Segment Start: Provided records

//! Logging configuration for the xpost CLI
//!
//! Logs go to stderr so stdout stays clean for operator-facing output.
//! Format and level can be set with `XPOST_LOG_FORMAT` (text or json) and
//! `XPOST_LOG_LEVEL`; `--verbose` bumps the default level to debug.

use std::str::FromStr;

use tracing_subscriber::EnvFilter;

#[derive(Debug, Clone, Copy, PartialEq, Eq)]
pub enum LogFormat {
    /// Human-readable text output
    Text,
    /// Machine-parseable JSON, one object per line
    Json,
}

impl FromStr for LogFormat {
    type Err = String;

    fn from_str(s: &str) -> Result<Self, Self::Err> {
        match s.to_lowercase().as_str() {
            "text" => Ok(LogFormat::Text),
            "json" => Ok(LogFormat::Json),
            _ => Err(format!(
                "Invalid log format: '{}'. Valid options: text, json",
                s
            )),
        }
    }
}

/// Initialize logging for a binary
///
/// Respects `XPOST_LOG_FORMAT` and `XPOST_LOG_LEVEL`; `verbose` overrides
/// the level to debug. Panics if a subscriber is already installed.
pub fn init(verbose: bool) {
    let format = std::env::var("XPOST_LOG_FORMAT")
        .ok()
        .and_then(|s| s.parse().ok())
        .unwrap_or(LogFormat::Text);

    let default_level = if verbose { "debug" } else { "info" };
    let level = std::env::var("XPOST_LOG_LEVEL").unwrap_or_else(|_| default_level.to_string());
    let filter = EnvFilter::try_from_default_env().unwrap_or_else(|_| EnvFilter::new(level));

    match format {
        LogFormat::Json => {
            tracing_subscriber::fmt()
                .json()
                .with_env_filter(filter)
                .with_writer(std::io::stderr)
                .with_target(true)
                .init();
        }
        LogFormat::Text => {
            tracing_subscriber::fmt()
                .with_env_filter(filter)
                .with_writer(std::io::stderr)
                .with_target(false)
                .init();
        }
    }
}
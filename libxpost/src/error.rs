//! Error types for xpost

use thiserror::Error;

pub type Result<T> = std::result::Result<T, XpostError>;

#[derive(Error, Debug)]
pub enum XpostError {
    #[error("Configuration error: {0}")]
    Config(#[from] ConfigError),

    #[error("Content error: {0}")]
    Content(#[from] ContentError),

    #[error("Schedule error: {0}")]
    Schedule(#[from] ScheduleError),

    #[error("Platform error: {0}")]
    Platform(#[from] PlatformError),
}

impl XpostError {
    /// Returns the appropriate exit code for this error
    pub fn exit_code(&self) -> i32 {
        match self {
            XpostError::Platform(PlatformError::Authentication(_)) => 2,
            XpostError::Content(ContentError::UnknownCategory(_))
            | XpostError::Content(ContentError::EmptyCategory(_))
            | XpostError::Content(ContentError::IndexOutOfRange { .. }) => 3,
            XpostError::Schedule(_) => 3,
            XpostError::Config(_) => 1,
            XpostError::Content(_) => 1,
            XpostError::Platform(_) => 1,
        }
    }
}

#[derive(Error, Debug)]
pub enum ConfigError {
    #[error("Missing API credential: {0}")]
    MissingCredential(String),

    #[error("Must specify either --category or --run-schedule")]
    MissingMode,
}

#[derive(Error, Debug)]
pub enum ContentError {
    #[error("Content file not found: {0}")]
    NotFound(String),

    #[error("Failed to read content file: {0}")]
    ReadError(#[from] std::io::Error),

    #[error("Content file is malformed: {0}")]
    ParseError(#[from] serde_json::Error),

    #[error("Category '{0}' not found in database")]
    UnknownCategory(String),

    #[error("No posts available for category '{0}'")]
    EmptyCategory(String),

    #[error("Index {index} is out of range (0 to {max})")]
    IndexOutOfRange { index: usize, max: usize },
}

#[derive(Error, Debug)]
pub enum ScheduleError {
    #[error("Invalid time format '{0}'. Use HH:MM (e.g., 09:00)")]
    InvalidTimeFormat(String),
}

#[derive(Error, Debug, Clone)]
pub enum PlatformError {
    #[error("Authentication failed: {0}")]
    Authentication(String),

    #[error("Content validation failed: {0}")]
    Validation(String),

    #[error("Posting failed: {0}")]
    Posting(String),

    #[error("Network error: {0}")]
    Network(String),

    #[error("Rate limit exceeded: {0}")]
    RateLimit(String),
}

Segment End: Provided records

> _Work order_:
Every entry should be retyped exactly as shown.

> _Your response_:
//! Logging configuration for the xpost CLI
//!
//! Logs go to stderr so stdout stays clean for operator-facing output.
//! Format and level can be set with `XPOST_LOG_FORMAT` (text or json) and
//! `XPOST_LOG_LEVEL`; `--verbose` bumps the default level to debug.

use std::str::FromStr;

use tracing_subscriber::EnvFilter;

#[derive(Debug, Clone, Copy, PartialEq, Eq)]
pub enum LogFormat {
    /// Human-readable text output
    Text,
    /// Machine-parseable JSON, one object per line
    Json,
}

impl FromStr for LogFormat {
    type Err = String;

    fn from_str(s: &str) -> Result<Self, Self::Err> {
        match s.to_lowercase().as_str() {
            "text" => Ok(LogFormat::Text),
            "json" => Ok(LogFormat::Json),
            _ => Err(format!(
                "Invalid log format: '{}'. Valid options: text, json",
                s
            )),
        }
    }
}

/// Initialize logging for a binary
///
/// Respects `XPOST_LOG_FORMAT` and `XPOST_LOG_LEVEL`; `verbose` overrides
/// the level to debug. Panics if a subscriber is already installed.
pub fn init(verbose: bool) {
    let format = std::env::var("XPOST_LOG_FORMAT")
        .ok()
        .and_then(|s| s.parse().ok())
        .unwrap_or(LogFormat::Text);

    let default_level = if verbose { "debug" } else { "info" };
    let level = std::env::var("XPOST_LOG_LEVEL").unwrap_or_else(|_| default_level.to_string());
    let filter = EnvFilter::try_from_default_env().unwrap_or_else(|_| EnvFilter::new(level));

    match format {
        LogFormat::Json => {
            tracing_subscriber::fmt()
                .json()
                .with_env_filter(filter)
                .with_writer(std::io::stderr)
                .with_target(true)
                .init();
        }
        LogFormat::Text => {
            tracing_subscriber::fmt()
                .with_env_filter(filter)
                .with_writer(std::io::stderr)
                .with_target(false)
                .init();
        }
    }
}
filename libxpost/src/error.rs
//! Error types for xpost

use thiserror::Error;

pub type Result<T> = std::result::Result<T, XpostError>;

#[derive(Error, Debug)]
pub enum XpostError {
    #[error("Configuration error: {0}")]
    Config(#[from] ConfigError),

    #[error("Content error: {0}")]
    Content(#[from] ContentError),

    #[error("Schedule error: {0}")]
    Schedule(#[from] ScheduleError),

    #[error("Platform error: {0}")]
    Platform(#[from] PlatformError),
}

impl XpostError {
    /// Returns the appropriate exit code for this error
    pub fn exit_code(&self) -> i32 {
        match self {
            XpostError::Platform(PlatformError::Authentication(_)) => 2,
            XpostError::Content(ContentError::UnknownCategory(_))
            | XpostError::Content(ContentError::EmptyCategory(_))
            | XpostError::Content(ContentError::IndexOutOfRange { .. }) => 3,
            XpostError::Schedule(_) => 3,
            XpostError::Config(_) => 1,
            XpostError::Content(_) => 1,
            XpostError::Platform(_) => 1,
        }
    }
}

#[derive(Error, Debug)]
pub enum ConfigError {
    #[error("Missing API credential: {0}")]
    MissingCredential(String),

    #[error("Must specify either --category or --run-schedule")]
    MissingMode,
}

#[derive(Error, Debug)]
pub enum ContentError {
    #[error("Content file not found: {0}")]
    NotFound(String),

    #[error("Failed to read content file: {0}")]
    ReadError(#[from] std::io::Error),

    #[error("Content file is malformed: {0}")]
    ParseError(#[from] serde_json::Error),

    #[error("Category '{0}' not found in database")]
    UnknownCategory(String),

    #[error("No posts available for category '{0}'")]
    EmptyCategory(String),

    #[error("Index {index} is out of range (0 to {max})")]
    IndexOutOfRange { index: usize, max: usize },
}

#[derive(Error, Debug)]
pub enum ScheduleError {
    #[error("Invalid time format '{0}'. Use HH:MM (e.g., 09:00)")]
    InvalidTimeFormat(String),
}

#[derive(Error, Debug, Clone)]
pub enum PlatformError {
    #[error("Authentication failed: {0}")]
    Authentication(String),

    #[error("Content validation failed: {0}")]
    Validation(String),

    #[error("Posting failed: {0}")]
    Posting(String),

    #[error("Network error: {0}")]
    Network(String),

    #[error("Rate limit exceeded: {0}")]
    RateLimit(String),
}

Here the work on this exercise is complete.